-- Provided material follows --

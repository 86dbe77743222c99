//! Decision policies
//!
//! A policy owns one permission. It declares the permission and service
//! names used for the privilege lookup and may customize matching through
//! its hooks. Policies become resolvable by name through the
//! [`PolicyRegistry`].

pub mod registry;

pub use registry::PolicyRegistry;

use std::fmt;

use crate::privilege::Privilege;
use crate::scope::Qualifiers;

/// Permission-specific decision logic
///
/// Only the names are required. The hooks default to plain scope matching.
pub trait Policy: Send + Sync + fmt::Debug {
    /// Permission this policy decides; `None` means it cannot be registered
    fn permission_name(&self) -> Option<&str>;

    /// Service whose privileges are fetched for this permission
    fn service_name(&self) -> &str;

    /// Validates the qualifiers of a privilege scope that otherwise matches
    fn qualifiers_valid(&self, _qualifiers: &Qualifiers) -> bool {
        true
    }

    /// Adjusts the target's resource identifier before it is matched
    fn scope(&self, target: String) -> String {
        target
    }

    /// Settles conflicting allow/deny privileges
    ///
    /// Receives the qualified privileges sorted by ascending specificity.
    /// `None` keeps the outcome indeterminate.
    fn resolve_ambiguous(&self, _privileges: &[Privilege]) -> Option<bool> {
        None
    }
}

/// Policy with declared names and default hooks
#[derive(Debug, Clone, PartialEq, Eq)]
pub struct BasePolicy {
    permission: String,
    service: String,
}

impl BasePolicy {
    pub fn new(permission: impl Into<String>, service: impl Into<String>) -> Self {
        Self {
            permission: permission.into(),
            service: service.into(),
        }
    }
}

impl Policy for BasePolicy {
    fn permission_name(&self) -> Option<&str> {
        Some(&self.permission)
    }

    fn service_name(&self) -> &str {
        &self.service
    }
}

/// Policy where the most specific privilege settles a conflict
///
/// When the most specific score is held by privileges that agree, their
/// allow flag wins. Equal scores with different flags stay indeterminate.
#[derive(Debug, Clone, PartialEq, Eq)]
pub struct MostSpecificPolicy {
    base: BasePolicy,
}

impl MostSpecificPolicy {
    pub fn new(permission: impl Into<String>, service: impl Into<String>) -> Self {
        Self {
            base: BasePolicy::new(permission, service),
        }
    }
}

impl Policy for MostSpecificPolicy {
    fn permission_name(&self) -> Option<&str> {
        self.base.permission_name()
    }

    fn service_name(&self) -> &str {
        self.base.service_name()
    }

    fn resolve_ambiguous(&self, privileges: &[Privilege]) -> Option<bool> {
        let top = privileges.last()?.specificity_score();
        let mut flags = privileges
            .iter()
            .rev()
            .take_while(|p| p.specificity_score() == top)
            .map(|p| p.allow);

        let first = flags.next()?;
        flags.all(|allow| allow == first).then_some(first)
    }
}
//! User identifiers (URN)
//!
//! A URN names the caller: `user://<stack>/<dataset>/<principal>[/<identity>]`.
//! It is half of the privilege cache key and the source of values for
//! scope placeholders.

use once_cell::sync::Lazy;
use regex::Regex;
use serde::{Deserialize, Serialize};
use std::fmt;
use std::str::FromStr;
use thiserror::Error;

/// Scheme prefix every user identifier starts with
pub const URN_PREFIX: &str = "user://";

static SEGMENT_PATTERN: Lazy<Regex> = Lazy::new(|| Regex::new(r"^(?:[a-z0-9_-]+|\*)$").unwrap());

/// Errors raised while parsing a user identifier
#[derive(Debug, Clone, PartialEq, Eq, Error)]
pub enum IdentifierError {
    #[error("'{0}' does not start with 'user://'")]
    MissingPrefix(String),

    #[error("'{0}' needs stack, dataset and principal segments")]
    InvalidFormat(String),

    #[error("invalid {field} '{value}'")]
    InvalidSegment { field: &'static str, value: String },
}

/// Parsed user identifier
///
/// Equality compares all four fields; an absent identity is distinct from `*`.
#[derive(Debug, Clone, PartialEq, Eq, Hash, Serialize, Deserialize)]
#[serde(try_from = "String", into = "String")]
pub struct Urn {
    stack_id: String,
    dataset_id: String,
    principal_id: String,
    identity_id: Option<String>,
}

impl Urn {
    /// Creates an identifier from explicit fields
    pub fn new(
        stack_id: impl Into<String>,
        dataset_id: impl Into<String>,
        principal_id: impl Into<String>,
        identity_id: Option<String>,
    ) -> Result<Self, IdentifierError> {
        let urn = Self {
            stack_id: stack_id.into(),
            dataset_id: dataset_id.into(),
            principal_id: principal_id.into(),
            identity_id,
        };

        check_segment("stack_id", &urn.stack_id)?;
        check_segment("dataset_id", &urn.dataset_id)?;
        check_segment("principal_id", &urn.principal_id)?;
        if let Some(identity) = &urn.identity_id {
            check_segment("identity_id", identity)?;
        }

        Ok(urn)
    }

    /// Parses `user://<stack>/<dataset>/<principal>[/<identity>]`
    pub fn parse(value: &str) -> Result<Self, IdentifierError> {
        let path = value
            .strip_prefix(URN_PREFIX)
            .ok_or_else(|| IdentifierError::MissingPrefix(value.to_string()))?;

        let segments: Vec<&str> = path.split('/').collect();
        match segments.as_slice() {
            [stack, dataset, principal] => Self::new(*stack, *dataset, *principal, None),
            [stack, dataset, principal, identity] => {
                Self::new(*stack, *dataset, *principal, Some(identity.to_string()))
            }
            _ => Err(IdentifierError::InvalidFormat(value.to_string())),
        }
    }

    pub fn stack_id(&self) -> &str {
        &self.stack_id
    }

    pub fn dataset_id(&self) -> &str {
        &self.dataset_id
    }

    pub fn principal_id(&self) -> &str {
        &self.principal_id
    }

    pub fn identity_id(&self) -> Option<&str> {
        self.identity_id.as_deref()
    }

    /// The same principal without an identity component
    pub fn principal(&self) -> Urn {
        Urn {
            identity_id: None,
            ..self.clone()
        }
    }
}

fn check_segment(field: &'static str, value: &str) -> Result<(), IdentifierError> {
    if SEGMENT_PATTERN.is_match(value) {
        Ok(())
    } else {
        Err(IdentifierError::InvalidSegment {
            field,
            value: value.to_string(),
        })
    }
}

impl FromStr for Urn {
    type Err = IdentifierError;

    fn from_str(s: &str) -> Result<Self, Self::Err> {
        Self::parse(s)
    }
}

impl TryFrom<String> for Urn {
    type Error = IdentifierError;

    fn try_from(value: String) -> Result<Self, Self::Error> {
        Self::parse(&value)
    }
}

impl From<Urn> for String {
    fn from(urn: Urn) -> Self {
        urn.to_string()
    }
}

impl fmt::Display for Urn {
    fn fmt(&self, f: &mut fmt::Formatter<'_>) -> fmt::Result {
        write!(
            f,
            "{}{}/{}/{}",
            URN_PREFIX, self.stack_id, self.dataset_id, self.principal_id
        )?;
        if let Some(identity) = &self.identity_id {
            write!(f, "/{}", identity)?;
        }
        Ok(())
    }
}

#[cfg(test)]
mod tests {
    use super::*;

    #[test]
    fn test_parse_with_identity() {
        let urn = Urn::parse("user://local/ds-1/principal-x/identity-y").unwrap();
        assert_eq!(urn.stack_id(), "local");
        assert_eq!(urn.dataset_id(), "ds-1");
        assert_eq!(urn.principal_id(), "principal-x");
        assert_eq!(urn.identity_id(), Some("identity-y"));
        assert_eq!(urn.to_string(), "user://local/ds-1/principal-x/identity-y");
    }

    #[test]
    fn test_parse_without_identity() {
        let urn = Urn::parse("user://local/-1/principal-x").unwrap();
        assert_eq!(urn.identity_id(), None);
        assert_eq!(urn.to_string(), "user://local/-1/principal-x");
    }

    #[test]
    fn test_absent_identity_is_not_wildcard() {
        let absent = Urn::parse("user://local/ds-1/p").unwrap();
        let wildcard = Urn::parse("user://local/ds-1/p/*").unwrap();
        assert_ne!(absent, wildcard);
        assert_eq!(wildcard.principal(), absent);
    }

    #[test]
    fn test_parse_errors() {
        assert!(matches!(
            Urn::parse("local/ds-1/p"),
            Err(IdentifierError::MissingPrefix(_))
        ));
        assert!(matches!(
            Urn::parse("user://local/ds-1"),
            Err(IdentifierError::InvalidFormat(_))
        ));
        assert!(matches!(
            Urn::parse("user://local/ds-1/p/i/extra"),
            Err(IdentifierError::InvalidFormat(_))
        ));
        assert!(matches!(
            Urn::parse("user://local//p"),
            Err(IdentifierError::InvalidSegment { field: "dataset_id", .. })
        ));
    }

    #[test]
    fn test_serde_as_string() {
        let urn: Urn = serde_json::from_str("\"user://local/ds-1/p\"").unwrap();
        assert_eq!(serde_json::to_string(&urn).unwrap(), "\"user://local/ds-1/p\"");
    }
}
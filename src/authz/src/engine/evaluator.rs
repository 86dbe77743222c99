//! Per-request policy evaluation
//!
//! A [`PolicyEvaluator`] binds one policy, one optional user and one target.
//! It fetches the user's privileges for the policy's permission, keeps those
//! whose scope includes the target and reduces their allow flags to a
//! tri-state outcome.

use std::sync::Arc;
use tokio::sync::OnceCell;
use tracing::{debug, info};

use super::decision::Decision;
use super::target::Target;
use crate::cache::PrivilegeCache;
use crate::error::{AuthzError, Result};
use crate::identity::{IdentifierError, Urn};
use crate::policy::Policy;
use crate::privilege::Privilege;
use crate::scope::{Scope, ScopeError};

/// The acting user, as seen by the evaluator
pub trait CurrentUser: Send + Sync {
    /// Stable identifier used as the privilege cache key
    fn identifier(&self) -> String;

    /// Identity used to resolve scope placeholders
    fn urn(&self) -> std::result::Result<Urn, IdentifierError> {
        Urn::parse(&self.identifier())
    }
}

impl CurrentUser for Urn {
    fn identifier(&self) -> String {
        self.to_string()
    }

    fn urn(&self) -> std::result::Result<Urn, IdentifierError> {
        Ok(self.clone())
    }
}

impl CurrentUser for String {
    fn identifier(&self) -> String {
        self.clone()
    }
}

/// Evaluates one permission for one user against one target
pub struct PolicyEvaluator<'a> {
    cache: &'a PrivilegeCache,
    policy: Arc<dyn Policy>,
    permission_name: String,
    current_user: Option<&'a dyn CurrentUser>,
    target: Target<'a>,

    /// Qualified privileges, computed once per evaluator
    qualified: OnceCell<Vec<Privilege>>,
}

impl<'a> PolicyEvaluator<'a> {
    /// Creates an evaluator; the policy must declare a permission name
    pub fn new(
        cache: &'a PrivilegeCache,
        policy: Arc<dyn Policy>,
        current_user: Option<&'a dyn CurrentUser>,
        target: impl Into<Target<'a>>,
    ) -> Result<Self> {
        let permission_name = policy
            .permission_name()
            .map(str::to_string)
            .ok_or_else(|| {
                AuthzError::PolicyInvalid(format!("{:?} declares no permission name", policy))
            })?;

        Ok(Self {
            cache,
            policy,
            permission_name,
            current_user,
            target: target.into(),
            qualified: OnceCell::new(),
        })
    }

    pub fn policy(&self) -> &Arc<dyn Policy> {
        &self.policy
    }

    pub fn permission_name(&self) -> &str {
        &self.permission_name
    }

    pub fn target(&self) -> Target<'a> {
        self.target
    }

    /// Target scope after the policy's scope adjustment
    ///
    /// A target still carrying placeholders is rejected.
    pub fn target_scope(&self) -> Result<Scope> {
        let vrn = self.policy.scope(self.target.resource_identifier());
        let scope = Scope::parse(&vrn)?;
        if scope.has_placeholders() {
            return Err(ScopeError::UnresolvedPlaceholder(vrn).into());
        }
        Ok(scope)
    }

    /// Privileges the user holds for this permission, unfiltered
    ///
    /// Without a current user there are none and nothing is fetched.
    pub async fn privileges(&self) -> Result<Vec<Privilege>> {
        let Some(user) = self.current_user else {
            debug!("No current user for '{}'", self.permission_name);
            return Ok(Vec::new());
        };

        self.cache
            .privileges_for(
                &user.identifier(),
                self.policy.service_name(),
                &self.permission_name,
            )
            .await
    }

    /// Privileges whose scope includes the target, least specific first
    ///
    /// Placeholders are resolved for the current user before matching. Equal
    /// specificity keeps fetch order.
    pub async fn qualified_privileges(&self) -> Result<&[Privilege]> {
        let qualified = self
            .qualified
            .get_or_try_init(|| self.compute_qualified())
            .await?;
        Ok(qualified.as_slice())
    }

    async fn compute_qualified(&self) -> Result<Vec<Privilege>> {
        let target = self.target_scope()?;
        let privileges = self.privileges().await?;

        let user = match self.current_user {
            Some(user) if privileges.iter().any(|p| p.scope.has_placeholders()) => {
                Some(user.urn()?)
            }
            _ => None,
        };

        let mut qualified: Vec<Privilege> = privileges
            .into_iter()
            .map(|privilege| match &user {
                Some(urn) => privilege.for_user(urn),
                None => privilege,
            })
            .filter(|privilege| {
                privilege.includes(&target, |qualifiers| self.policy.qualifiers_valid(qualifiers))
            })
            .collect();

        qualified.sort_by(Privilege::cmp_specificity);

        debug!(
            "{} qualified privileges for '{}' on {}",
            qualified.len(),
            self.permission_name,
            target
        );

        Ok(qualified)
    }

    /// Tri-state outcome: `Some(true)` allow, `Some(false)` deny, `None` ambiguous
    ///
    /// No qualified privilege is a deny. Qualified privileges that all carry
    /// the same flag decide by that flag; mixed flags are ambiguous.
    pub async fn authorized(&self) -> Result<Option<bool>> {
        let qualified = self.qualified_privileges().await?;
        Ok(reduce(qualified))
    }

    /// Decision with the policy's conflict resolution applied
    pub async fn decide(&self) -> Result<Decision> {
        let outcome = match self.authorized().await? {
            Some(allow) => Some(allow),
            None => {
                let qualified = self.qualified_privileges().await?;
                self.policy.resolve_ambiguous(qualified)
            }
        };

        let decision = Decision::from_outcome(outcome);
        if decision == Decision::Indeterminate {
            info!(
                permission = %self.permission_name,
                resource = %self.target.resource_identifier(),
                "Conflicting privileges left unresolved"
            );
        } else {
            debug!(
                permission = %self.permission_name,
                resource = %self.target.resource_identifier(),
                decision = %decision,
                "Authorization evaluated"
            );
        }

        Ok(decision)
    }

    /// Whether the action is permitted; an unresolved conflict is not
    pub async fn permitted(&self) -> Result<bool> {
        Ok(self.decide().await?.is_allowed())
    }
}

impl std::fmt::Debug for PolicyEvaluator<'_> {
    fn fmt(&self, f: &mut std::fmt::Formatter<'_>) -> std::fmt::Result {
        f.debug_struct("PolicyEvaluator")
            .field("permission_name", &self.permission_name)
            .field("user", &self.current_user.map(|u| u.identifier()))
            .field("target", &self.target)
            .finish()
    }
}

/// Reduces allow flags to a tri-state outcome
fn reduce(privileges: &[Privilege]) -> Option<bool> {
    let mut flags = privileges.iter().map(|p| p.allow);
    let Some(first) = flags.next() else {
        return Some(false);
    };
    flags.all(|allow| allow == first).then_some(first)
}
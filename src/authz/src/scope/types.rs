/// Scope type definitions and validation
///
/// Provides the VRN-backed Scope type with field validation,
/// inclusion matching and specificity scoring.

use once_cell::sync::Lazy;
use regex::Regex;
use serde::{Deserialize, Serialize};
use std::fmt;
use std::str::FromStr;
use thiserror::Error;

use super::qualifiers::Qualifiers;
use crate::identity::Urn;

/// Scope tag every VRN starts with
pub const VRN_TAG: &str = "vrn";

/// Literal wildcard accepted by every scope field
pub const WILDCARD: &str = "*";

/// Per-field specificity weights: stack, dataset, resource, resource id, qualifiers
const FIELD_WEIGHTS: [u32; 5] = [1, 2, 3, 4, 5];

static LOCATION_PATTERN: Lazy<Regex> =
    Lazy::new(|| Regex::new(r"^(?:[a-z0-9-]+|\*|\{stack\}|\{dataset\})$").unwrap());

static RESOURCE_PATTERN: Lazy<Regex> =
    Lazy::new(|| Regex::new(r"^(?:[a-z0-9][a-z0-9_-]*|\*)$").unwrap());

static RESOURCE_ID_PATTERN: Lazy<Regex> = Lazy::new(|| {
    Regex::new(r"^(?:[a-z0-9-]+|\*|\{self\}|\{identity\}|\{principal\})$").unwrap()
});

/// Result type for scope operations
pub type ScopeResult<T> = Result<T, ScopeError>;

/// Errors that can occur during scope operations
#[derive(Debug, Clone, PartialEq, Eq, Error)]
pub enum ScopeError {
    /// Scope string does not have the `vrn:<stack>:<dataset>:<resource>` shape
    #[error("invalid scope format: {0}")]
    InvalidFormat(String),

    /// A field violates its grammar
    #[error("invalid {field} '{value}'")]
    InvalidField { field: &'static str, value: String },

    /// Qualifier string is malformed
    #[error("invalid qualifiers: {0}")]
    InvalidQualifiers(String),

    /// Placeholders are only meaningful in privilege scopes
    #[error("unresolved placeholder in '{0}'")]
    UnresolvedPlaceholder(String),
}

/// A wildcard-capable resource scope parsed from a VRN
///
/// Shape: `vrn:<stack>:<dataset>:<resource>[/<resource_id>][?<qualifiers>]`.
/// Every field may hold the literal wildcard `*`. An absent resource id is
/// distinct from `*`: only the wildcard matches any id.
///
/// # Examples
///
/// ```
/// use vrn_authz::scope::Scope;
///
/// let scope = Scope::parse("vrn:*:*:jobs/*").unwrap();
/// assert!(scope.includes_str("vrn:local:-1:jobs/5").unwrap());
/// assert_eq!(scope.specificity_score(), 3);
/// ```
#[derive(Debug, Clone, PartialEq, Eq, Hash, Serialize, Deserialize)]
#[serde(try_from = "String", into = "String")]
pub struct Scope {
    stack_id: String,
    dataset_id: String,
    resource: String,
    resource_id: Option<String>,
    qualifiers: Qualifiers,
}

impl Scope {
    /// Creates a scope from explicit fields, validating each one
    pub fn new(
        stack_id: impl Into<String>,
        dataset_id: impl Into<String>,
        resource: impl Into<String>,
        resource_id: Option<String>,
        qualifiers: Qualifiers,
    ) -> ScopeResult<Self> {
        let scope = Self {
            stack_id: stack_id.into(),
            dataset_id: dataset_id.into(),
            resource: resource.into(),
            resource_id,
            qualifiers,
        };
        scope.validate()?;
        Ok(scope)
    }

    /// Parses a VRN string
    ///
    /// Splits on `:` into tag, stack, dataset and remainder; the remainder is
    /// split on `?` for qualifiers and on `/` for resource and resource id.
    pub fn parse(value: &str) -> ScopeResult<Self> {
        let mut parts = value.splitn(4, ':');
        let (tag, stack_id, dataset_id, remainder) =
            match (parts.next(), parts.next(), parts.next(), parts.next()) {
                (Some(tag), Some(stack), Some(dataset), Some(rest)) => {
                    (tag, stack, dataset, rest)
                }
                _ => {
                    return Err(ScopeError::InvalidFormat(format!(
                        "'{}' needs stack, dataset and resource components",
                        value
                    )))
                }
            };

        if tag != VRN_TAG {
            return Err(ScopeError::InvalidFormat(format!(
                "'{}' does not start with '{}:'",
                value, VRN_TAG
            )));
        }

        let (path, qualifiers) = match remainder.split_once('?') {
            Some((path, query)) => (path, Qualifiers::parse(query)?),
            None => (remainder, Qualifiers::new()),
        };

        let (resource, resource_id) = match path.split_once('/') {
            Some((resource, id)) => (resource, Some(id.to_string())),
            None => (path, None),
        };

        Self::new(stack_id, dataset_id, resource, resource_id, qualifiers)
    }

    fn validate(&self) -> ScopeResult<()> {
        check_field("stack_id", &self.stack_id, &LOCATION_PATTERN)?;
        check_field("dataset_id", &self.dataset_id, &LOCATION_PATTERN)?;
        check_field("resource", &self.resource, &RESOURCE_PATTERN)?;
        if let Some(id) = &self.resource_id {
            check_field("resource_id", id, &RESOURCE_ID_PATTERN)?;
        }
        Ok(())
    }

    /// Replaces the qualifiers
    pub fn with_qualifiers(mut self, qualifiers: Qualifiers) -> Self {
        self.qualifiers = qualifiers;
        self
    }

    pub fn stack_id(&self) -> &str {
        &self.stack_id
    }

    pub fn dataset_id(&self) -> &str {
        &self.dataset_id
    }

    pub fn resource(&self) -> &str {
        &self.resource
    }

    pub fn resource_id(&self) -> Option<&str> {
        self.resource_id.as_deref()
    }

    pub fn qualifiers(&self) -> &Qualifiers {
        &self.qualifiers
    }

    /// Checks whether this scope includes another, ignoring qualifiers
    pub fn includes(&self, other: &Scope) -> bool {
        self.includes_with(other, |_| true)
    }

    /// Checks whether this scope includes another
    ///
    /// When every field matches and this scope carries qualifiers,
    /// `qualifier_check` is called with them and its answer is final.
    pub fn includes_with<F>(&self, other: &Scope, qualifier_check: F) -> bool
    where
        F: FnOnce(&Qualifiers) -> bool,
    {
        let matched = field_matches(&self.stack_id, &other.stack_id)
            && field_matches(&self.dataset_id, &other.dataset_id)
            && field_matches(&self.resource, &other.resource)
            && self.resource_id_matches(other);

        if !matched {
            return false;
        }

        if self.qualifiers.is_empty() {
            true
        } else {
            qualifier_check(&self.qualifiers)
        }
    }

    /// Parses `other` and checks inclusion, ignoring qualifiers
    pub fn includes_str(&self, other: &str) -> ScopeResult<bool> {
        Ok(self.includes(&Scope::parse(other)?))
    }

    fn resource_id_matches(&self, other: &Scope) -> bool {
        // A bare wildcard resource covers every id, including none.
        if self.resource == WILDCARD && self.resource_id.is_none() {
            return true;
        }

        match (&self.resource_id, &other.resource_id) {
            (Some(mine), _) if mine == WILDCARD => true,
            (mine, theirs) => mine == theirs,
        }
    }

    /// Sums field weights over the fields that are present and concrete
    pub fn specificity_score(&self) -> u32 {
        let concrete = [
            is_concrete(&self.stack_id),
            is_concrete(&self.dataset_id),
            is_concrete(&self.resource),
            self.resource_id.as_deref().map_or(false, is_concrete),
            !self.qualifiers.is_empty(),
        ];

        concrete
            .iter()
            .zip(FIELD_WEIGHTS.iter())
            .filter(|(concrete, _)| **concrete)
            .map(|(_, weight)| weight)
            .sum()
    }

    /// Whether any field still holds a `{...}` placeholder
    pub fn has_placeholders(&self) -> bool {
        is_placeholder(&self.stack_id)
            || is_placeholder(&self.dataset_id)
            || self.resource_id.as_deref().map_or(false, is_placeholder)
    }

    /// Resolves placeholders against a user identifier
    ///
    /// `{stack}`, `{dataset}`, `{principal}` and `{identity}` take the
    /// matching URN field; `{self}` takes the identity when present and the
    /// principal otherwise. Placeholders without a value, or whose value
    /// would be the wildcard, stay in place.
    pub fn interpolate(&self, user: &Urn) -> Scope {
        if !self.has_placeholders() {
            return self.clone();
        }

        let resolve = |field: &str| -> String {
            placeholder_value(field, user).unwrap_or_else(|| field.to_string())
        };

        Scope {
            stack_id: resolve(&self.stack_id),
            dataset_id: resolve(&self.dataset_id),
            resource: self.resource.clone(),
            resource_id: self.resource_id.as_deref().map(resolve),
            qualifiers: self.qualifiers.clone(),
        }
    }
}

fn check_field(field: &'static str, value: &str, pattern: &Regex) -> ScopeResult<()> {
    if pattern.is_match(value) {
        Ok(())
    } else {
        Err(ScopeError::InvalidField {
            field,
            value: value.to_string(),
        })
    }
}

fn field_matches(pattern: &str, value: &str) -> bool {
    pattern == WILDCARD || pattern == value
}

fn is_concrete(value: &str) -> bool {
    !value.is_empty() && value != WILDCARD
}

fn is_placeholder(value: &str) -> bool {
    value.starts_with('{') && value.ends_with('}')
}

fn placeholder_value(field: &str, user: &Urn) -> Option<String> {
    let value = match field {
        "{stack}" => Some(user.stack_id()),
        "{dataset}" => Some(user.dataset_id()),
        "{principal}" => Some(user.principal_id()),
        "{identity}" => user.identity_id(),
        "{self}" => Some(user.identity_id().unwrap_or_else(|| user.principal_id())),
        _ => None,
    };

    // A wildcard user segment never widens a privilege.
    value.filter(|v| *v != WILDCARD).map(str::to_string)
}

impl FromStr for Scope {
    type Err = ScopeError;

    fn from_str(s: &str) -> Result<Self, Self::Err> {
        Self::parse(s)
    }
}

impl TryFrom<String> for Scope {
    type Error = ScopeError;

    fn try_from(value: String) -> Result<Self, Self::Error> {
        Self::parse(&value)
    }
}

impl From<Scope> for String {
    fn from(scope: Scope) -> Self {
        scope.to_string()
    }
}

impl fmt::Display for Scope {
    fn fmt(&self, f: &mut fmt::Formatter<'_>) -> fmt::Result {
        write!(
            f,
            "{}:{}:{}:{}",
            VRN_TAG, self.stack_id, self.dataset_id, self.resource
        )?;
        if let Some(id) = &self.resource_id {
            write!(f, "/{}", id)?;
        }
        if !self.qualifiers.is_empty() {
            write!(f, "?{}", self.qualifiers)?;
        }
        Ok(())
    }
}
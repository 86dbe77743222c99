//! Error types for the authorization engine

use thiserror::Error;

use crate::identity::IdentifierError;
use crate::scope::ScopeError;

/// Authorization engine errors
#[derive(Debug, Error)]
pub enum AuthzError {
    /// Malformed resource scope (VRN)
    #[error("Invalid scope: {0}")]
    InvalidScope(#[from] ScopeError),

    /// Malformed user identifier (URN)
    #[error("Invalid identifier: {0}")]
    InvalidIdentifier(#[from] IdentifierError),

    /// No policy registered for a permission name
    #[error("Policy not found: {0}")]
    PolicyNotFound(String),

    /// Policy cannot be registered or evaluated
    #[error("Invalid policy: {0}")]
    PolicyInvalid(String),

    /// Failure reported by the remote authority, passed through unchanged
    #[error(transparent)]
    Upstream(anyhow::Error),

    /// Configuration error
    #[error("Configuration error: {0}")]
    Config(String),

    /// No process-wide context installed, or installed twice
    #[error("Context error: {0}")]
    Context(String),
}

impl AuthzError {
    /// Wrap an error raised by a remote collaborator
    pub fn upstream(err: impl Into<anyhow::Error>) -> Self {
        AuthzError::Upstream(err.into())
    }

    /// Whether this error came from the remote authority
    pub fn is_upstream(&self) -> bool {
        matches!(self, AuthzError::Upstream(_))
    }
}

/// Result type for authorization operations
pub type Result<T> = std::result::Result<T, AuthzError>;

-- Provided material concluded --

**Exercise**
From the records above, pull every line that carries the word "false".

**Response to this task**
    /// Tri-state outcome: `Some(true)` allow, `Some(false)` deny, `None` ambiguous
        return Some(false);
            return false;
            self.resource_id.as_deref().map_or(false, is_concrete),
            || self.resource_id.as_deref().map_or(false, is_placeholder)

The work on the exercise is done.